Not only was Queen one of the world’s biggest rock bands, the band members clearly had a side hustle in futurology. Their 1989 song lyric stands as a pretty good description of our attitudes to retail and grocery delivery in 2022 – and an explanation of the rise of last-mile logistics.
As Amy Webb, founder of the Future Today Institute, has written, “It’s hard to get excited about logistics.” But that is changing, and for good reason. The last mile is “a vital link to your customers”, writes Webb: “creating a new version of it means huge savings and opportunities.”
People are more accustomed than ever to buying online and are being enticed to spend even more by ever-shortening delivery times. Take the food sector. Covid accelerated the home-delivery market for restaurants, which had to pivot and find ways of getting their meals to us. Other parts of the food market followed suit.

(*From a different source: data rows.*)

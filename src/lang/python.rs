//! Python language adapter with tree-sitter integration.

use tree_sitter::{Language as Grammar, Node, Parser};

use super::common::{line_span, node_text, normalize_string_literal, LanguageAdapter, NodeKind, SyntaxNode};
use crate::core::errors::{Result, SuiteError};
use crate::core::model::Language;

#[cfg(test)]
mod tests {
    use super::*;

    fn parse(source: &str) -> SyntaxNode {
        PythonAdapter::new().unwrap().parse_tree(source).unwrap()
    }

    #[test]
    fn test_python_adapter_creation() {
        assert!(PythonAdapter::new().is_ok(), "Should create Python adapter successfully");
    }

    #[test]
    fn test_function_and_body_lines() {
        let tree = parse("def reset(user):\n    user.token = None\n    return user\n");
        let functions = tree.find_all(NodeKind::Function);
        assert_eq!(functions.len(), 1);
        assert_eq!(functions[0].text.as_deref(), Some("reset"));
        assert_eq!((functions[0].start_line, functions[0].end_line), (1, 3));
        let body = functions[0].body().expect("body");
        assert_eq!((body.start_line, body.end_line), (2, 3));
    }

    #[test]
    fn test_decorated_function_starts_at_decorator() {
        let tree = parse("@pytest.mark.slow\ndef test_x():\n    assert f() == 1\n");
        let function = tree.find_all(NodeKind::Function)[0];
        assert_eq!(function.start_line, 1);
        assert_eq!(function.text.as_deref(), Some("test_x"));
    }

    #[test]
    fn test_assert_statement_keeps_condition_only() {
        let tree = parse("assert total(items) == 3, \"bad total\"\n");
        let assertions = tree.find_all(NodeKind::Assertion);
        assert_eq!(assertions.len(), 1);
        assert_eq!(assertions[0].text.as_deref(), Some("assert"));
        assert_eq!(assertions[0].children.len(), 1);
        let comparison = &assertions[0].children[0];
        assert_eq!(comparison.kind, NodeKind::Comparison);
        assert_eq!(comparison.text.as_deref(), Some("=="));
        assert_eq!(comparison.children[0].kind, NodeKind::Call);
        assert_eq!(comparison.children[1].kind, NodeKind::NumberLiteral);
    }

    #[test]
    fn test_unittest_assertion_call() {
        let tree = parse("self.assertEqual(svc.reset(u), 'ok')\n");
        let assertion = tree.find_all(NodeKind::Assertion)[0];
        assert_eq!(assertion.text.as_deref(), Some("assertEqual"));
        assert_eq!(assertion.children.len(), 2);
        assert_eq!(assertion.children[1].text.as_deref(), Some("ok"));
    }

    #[test]
    fn test_imports_and_bindings() {
        let tree = parse("import os.path, json as j\nfrom src.old_module import reset_password, helper as h\nfrom . import local\n");
        let imports = tree.find_all(NodeKind::Import);
        let modules: Vec<&str> = imports.iter().map(|i| i.text_or_empty()).collect();
        assert_eq!(modules, vec!["os.path", "json", "src.old_module", "."]);
        let bindings: Vec<&str> = imports[2].children.iter().map(|c| c.text_or_empty()).collect();
        assert_eq!(bindings, vec!["reset_password", "h"]);
        assert_eq!(imports[1].children[0].text.as_deref(), Some("j"));
        assert_eq!(imports[0].children[0].text.as_deref(), Some("os"));
    }

    #[test]
    fn test_literals_normalized() {
        let tree = parse("x = [True, None, 'a', 2.5]\n");
        let kinds: Vec<NodeKind> = tree
            .find_all(NodeKind::Collection)[0]
            .children
            .iter()
            .map(|c| c.kind)
            .collect();
        assert_eq!(
            kinds,
            vec![
                NodeKind::BooleanLiteral,
                NodeKind::NullLiteral,
                NodeKind::StringLiteral,
                NodeKind::NumberLiteral
            ]
        );
    }

    #[test]
    fn test_syntax_error_is_flagged() {
        let mut adapter = PythonAdapter::new().unwrap();
        let tree = adapter.parse_tree("def broken(:\n    pass\n").unwrap();
        assert!(tree.has_error);
        assert!(adapter.parse_strict("def broken(:\n    pass\n").is_err());
        assert!(adapter.parse_strict("def fine():\n    pass\n").is_ok());
    }
}

/// Python adapter producing the common syntax tree.
pub struct PythonAdapter {
    parser: Parser,
}

impl PythonAdapter {
    /// Create a new Python adapter
    pub fn new() -> Result<Self> {
        let grammar: Grammar = tree_sitter_python::LANGUAGE.into();
        let mut parser = Parser::new();
        parser.set_language(&grammar).map_err(|e| {
            SuiteError::parse("python", format!("Failed to set Python language: {e:?}"))
        })?;

        Ok(Self { parser })
    }

    fn convert(&self, node: Node<'_>, source: &[u8]) -> SyntaxNode {
        let (start, end) = line_span(&node);
        let raw = node.kind();
        let mut converted = match raw {
            "module" => self.generic(NodeKind::Module, node, source),
            "function_definition" => self.named(NodeKind::Function, node, source),
            "class_definition" => self.named(NodeKind::Class, node, source),
            "decorated_definition" => match node.child_by_field_name("definition") {
                Some(definition) => {
                    let mut inner = self.convert(definition, source);
                    inner.start_line = start;
                    inner
                }
                None => self.generic(NodeKind::Other, node, source),
            },
            "block" => self.generic(NodeKind::Block, node, source),
            "assert_statement" => {
                let condition: Vec<SyntaxNode> = self
                    .named_children(node)
                    .into_iter()
                    .take(1)
                    .map(|child| self.convert(child, source))
                    .collect();
                SyntaxNode::new(NodeKind::Assertion, raw, start, end)
                    .with_text("assert")
                    .with_children(condition)
            }
            "call" => self.convert_call(node, source),
            "import_statement" => self.convert_import(node, source),
            "import_from_statement" => self.convert_from_import(node, source),
            "comparison_operator" => {
                let mut cursor = node.walk();
                let operators: Vec<String> = node
                    .children(&mut cursor)
                    .filter(|child| !child.is_named())
                    .map(|child| child.kind().to_string())
                    .collect();
                self.generic(NodeKind::Comparison, node, source)
                    .with_text(operators.first().cloned().unwrap_or_default())
            }
            "binary_operator" | "boolean_operator" | "unary_operator" => {
                let operator = node
                    .child_by_field_name("operator")
                    .map(|op| op.kind().to_string())
                    .unwrap_or_default();
                self.generic(NodeKind::Operation, node, source).with_text(operator)
            }
            "not_operator" => self.generic(NodeKind::Operation, node, source).with_text("not"),
            "attribute" => SyntaxNode::new(NodeKind::Attribute, raw, start, end)
                .with_text(node_text(&node, source)),
            "identifier" => SyntaxNode::new(NodeKind::Identifier, raw, start, end)
                .with_text(node_text(&node, source)),
            "string" | "concatenated_string" => SyntaxNode::new(NodeKind::StringLiteral, raw, start, end)
                .with_text(normalize_string_literal(&node_text(&node, source))),
            "integer" | "float" => SyntaxNode::new(NodeKind::NumberLiteral, raw, start, end)
                .with_text(node_text(&node, source)),
            "true" | "false" => SyntaxNode::new(NodeKind::BooleanLiteral, raw, start, end)
                .with_text(raw),
            "none" => SyntaxNode::new(NodeKind::NullLiteral, raw, start, end).with_text("none"),
            "list" | "tuple" | "dictionary" | "set" | "list_comprehension" | "dictionary_comprehension"
            | "set_comprehension" => self.generic(NodeKind::Collection, node, source),
            "parenthesized_expression" => match self.named_children(node).as_slice() {
                [inner] => self.convert(*inner, source),
                _ => self.generic(NodeKind::Other, node, source),
            },
            "ERROR" => self.generic(NodeKind::Error, node, source),
            _ => self.generic(NodeKind::Other, node, source),
        };
        converted.has_error = node.has_error();
        converted
    }

    fn named_children<'t>(&self, node: Node<'t>) -> Vec<Node<'t>> {
        let mut cursor = node.walk();
        node.named_children(&mut cursor).collect()
    }

    fn generic(&self, kind: NodeKind, node: Node<'_>, source: &[u8]) -> SyntaxNode {
        let (start, end) = line_span(&node);
        let children = self
            .named_children(node)
            .into_iter()
            .map(|child| self.convert(child, source))
            .collect();
        SyntaxNode::new(kind, node.kind(), start, end).with_children(children)
    }

    fn named(&self, kind: NodeKind, node: Node<'_>, source: &[u8]) -> SyntaxNode {
        let converted = self.generic(kind, node, source);
        match node.child_by_field_name("name") {
            Some(name) => converted.with_text(node_text(&name, source)),
            None => converted,
        }
    }

    fn convert_call(&self, node: Node<'_>, source: &[u8]) -> SyntaxNode {
        let (start, end) = line_span(&node);
        let callee = node
            .child_by_field_name("function")
            .map(|f| node_text(&f, source))
            .unwrap_or_default();
        let arguments = node
            .child_by_field_name("arguments")
            .map(|args| self.named_children(args))
            .unwrap_or_default();
        let leaf = callee.rsplit('.').next().unwrap_or_default().to_string();

        let is_assertion = leaf.starts_with("assert")
            || (leaf == "raises" && callee.starts_with("pytest"));
        if is_assertion {
            // mock-style `sender.assert_called_with(x)` asserts on the receiver
            let receiver = callee
                .rsplit_once('.')
                .map(|(receiver, _)| receiver)
                .filter(|receiver| !matches!(*receiver, "self" | "cls" | "pytest"))
                .map(|receiver| {
                    let kind = if receiver.contains('.') { NodeKind::Attribute } else { NodeKind::Identifier };
                    SyntaxNode::new(kind, "receiver", start, start).with_text(receiver)
                });
            let operands = receiver
                .into_iter()
                .chain(
                    arguments
                        .into_iter()
                        .filter(|arg| !matches!(arg.kind(), "keyword_argument" | "list_splat" | "dictionary_splat"))
                        .map(|arg| self.convert(arg, source)),
                )
                .collect();
            return SyntaxNode::new(NodeKind::Assertion, node.kind(), start, end)
                .with_text(leaf)
                .with_children(operands);
        }

        let children = arguments
            .into_iter()
            .map(|arg| self.convert(arg, source))
            .collect();
        SyntaxNode::new(NodeKind::Call, node.kind(), start, end)
            .with_text(callee)
            .with_children(children)
    }

    fn import_node(node: &Node<'_>, module: String, bindings: Vec<String>) -> SyntaxNode {
        let (start, end) = line_span(node);
        let children = bindings
            .into_iter()
            .map(|name| SyntaxNode::new(NodeKind::Identifier, "identifier", start, end).with_text(name))
            .collect();
        SyntaxNode::new(NodeKind::Import, node.kind(), start, end)
            .with_text(module)
            .with_children(children)
    }

    /// `import a.b, c as d` becomes one import node per name.
    fn convert_import(&self, node: Node<'_>, source: &[u8]) -> SyntaxNode {
        let mut cursor = node.walk();
        let mut imports: Vec<SyntaxNode> = node
            .children_by_field_name("name", &mut cursor)
            .filter_map(|name| match name.kind() {
                "dotted_name" => {
                    let module = node_text(&name, source);
                    let binding = module.split('.').next().unwrap_or_default().to_string();
                    Some(Self::import_node(&node, module, vec![binding]))
                }
                "aliased_import" => {
                    let module = name.child_by_field_name("name").map(|n| node_text(&n, source))?;
                    let alias = name.child_by_field_name("alias").map(|a| node_text(&a, source))?;
                    Some(Self::import_node(&node, module, vec![alias]))
                }
                _ => None,
            })
            .collect();

        if imports.len() == 1 {
            return imports.remove(0);
        }
        let (start, end) = line_span(&node);
        SyntaxNode::new(NodeKind::Other, node.kind(), start, end).with_children(imports)
    }

    fn convert_from_import(&self, node: Node<'_>, source: &[u8]) -> SyntaxNode {
        let module = node
            .child_by_field_name("module_name")
            .map(|m| node_text(&m, source))
            .unwrap_or_default();

        let mut cursor = node.walk();
        let mut bindings: Vec<String> = node
            .children_by_field_name("name", &mut cursor)
            .filter_map(|name| match name.kind() {
                "aliased_import" => name.child_by_field_name("alias").map(|a| node_text(&a, source)),
                _ => Some(node_text(&name, source)),
            })
            .collect();

        let mut cursor = node.walk();
        if node
            .named_children(&mut cursor)
            .any(|child| child.kind() == "wildcard_import")
        {
            bindings.push("*".to_string());
        }

        Self::import_node(&node, module, bindings)
    }
}

impl LanguageAdapter for PythonAdapter {
    fn language(&self) -> Language {
        Language::Python
    }

    fn parse_tree(&mut self, source: &str) -> Result<SyntaxNode> {
        let tree = self
            .parser
            .parse(source, None)
            .ok_or_else(|| SuiteError::parse("python", "Failed to parse Python source code"))?;
        Ok(self.convert(tree.root_node(), source.as_bytes()))
    }
}
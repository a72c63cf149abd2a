//! External collaborators consumed by the engine.
//!
//! Each collaborator sits behind a trait so the engine can be driven by real
//! HTTP clients, local fallbacks, or test fakes.

pub mod local;
pub mod openai;
pub mod symbols;

use std::future::Future;
use std::time::Duration;

use async_trait::async_trait;
use tracing::warn;

use crate::core::errors::{Result, SuiteError};
use crate::core::model::Suggestion;

pub use local::LocalEmbeddingProvider;
pub use openai::{OpenAiClient, OpenAiConfig};
pub use symbols::{StaticSymbolIndex, SymbolIndex, WorkspaceSymbolIndex};

/// Batch embedding provider.
#[async_trait]
pub trait EmbeddingProvider: Send + Sync {
    /// Provider name used in logs and errors.
    fn name(&self) -> &str;

    /// Embed every text; the result has one vector per input, in order.
    async fn embed(&self, texts: &[String]) -> Result<Vec<Vec<f32>>>;
}

/// Advisory suggestion provider.
#[async_trait]
pub trait SuggestionProvider: Send + Sync {
    /// Provider name used in logs and errors.
    fn name(&self) -> &str;

    /// Suggest optimizations for the given test code.
    async fn suggest(&self, tests_code: &str, context: &str) -> Result<Vec<Suggestion>>;
}

/// Run `call` with a per-attempt timeout, retrying transient failures.
///
/// `max_retries` is the number of additional attempts after the first one.
pub async fn call_with_retry<T, F, Fut>(
    operation: &str,
    timeout: Duration,
    max_retries: u32,
    mut call: F,
) -> Result<T>
where
    F: FnMut() -> Fut,
    Fut: Future<Output = Result<T>>,
{
    let mut attempt = 0;
    loop {
        let outcome = match tokio::time::timeout(timeout, call()).await {
            Ok(result) => result,
            Err(_) => Err(SuiteError::timeout(operation, timeout)),
        };

        match outcome {
            Ok(value) => return Ok(value),
            Err(err) if err.is_transient() && attempt < max_retries => {
                attempt += 1;
                warn!("{} failed ({}), retrying ({}/{})", operation, err, attempt, max_retries);
            }
            Err(err) => return Err(err),
        }
    }
}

We’ve seen the rapid growth of make-it-yourself ‘home feast’ meal kits, and now the focus has shifted onto grocery and alcohol home-delivery. In the UK, there has been an explosion of well-funded new brands like Getir and Gorilla, as well as growth in express services from established players like Uber, Tesco and Ocado, all of which are utilizing a newly formed battery-powered network of last-mile deliverers.
What is perhaps surprising is that so many of these services are all focusing on the same thing: speed. Brands are promising delivery in two hours, in under an hour, or even in as little as 20 minutes. The only exceptions to this largely undifferentiated plethora of pledges about pace are those brands which talk more about their delivery charge (or lack of), or how ‘green’ their deliveries are – a claim that’s turbocharging the growth in electric vehicles.
There are many other categories, brands and parts of society that will be affected by our need for speed. Yet despite the growing importance of last-mile logistics, woefully little infrastructure is being built to support it.
For towns and cities, understanding future levels of road traffic is vital. Many more countries will move to a more Danish or Dutch approach to road and town planning. Already, bike and scooter parks are replacing car parks in some cities; recharging stations will be needed at every corner. This in turn has huge implications for power generation and consumption – think of it not as the butterfly effect but the scooter effect, rippling across markets and countries.
At the same time, the triumph of online shopping over high-street retail is ever more visible in declining footfall. Predictions that town centres will become leisure- and hospitality-dominated are becoming a matter of fact, not conjecture. The once-fanciful predictions of a complete change in the role of stores, from retail outlets to showrooms, now seems inevitable. Stores will allow you to see, touch and feel what you are interested in buying, but purchasing will be online. And with everything being paid for online, it will be become even clearer that cash as we have known it is on its last legs – credit cards and online payments like Apple Pay will be dominant.
Is this ‘the new normal’? Hardly. As the famous saying goes, “When you’re through changing, you’re through.” The next wave of radical change will follow just as quickly. But for today’s brands, there are few hotter areas of competition than last-mile logistics.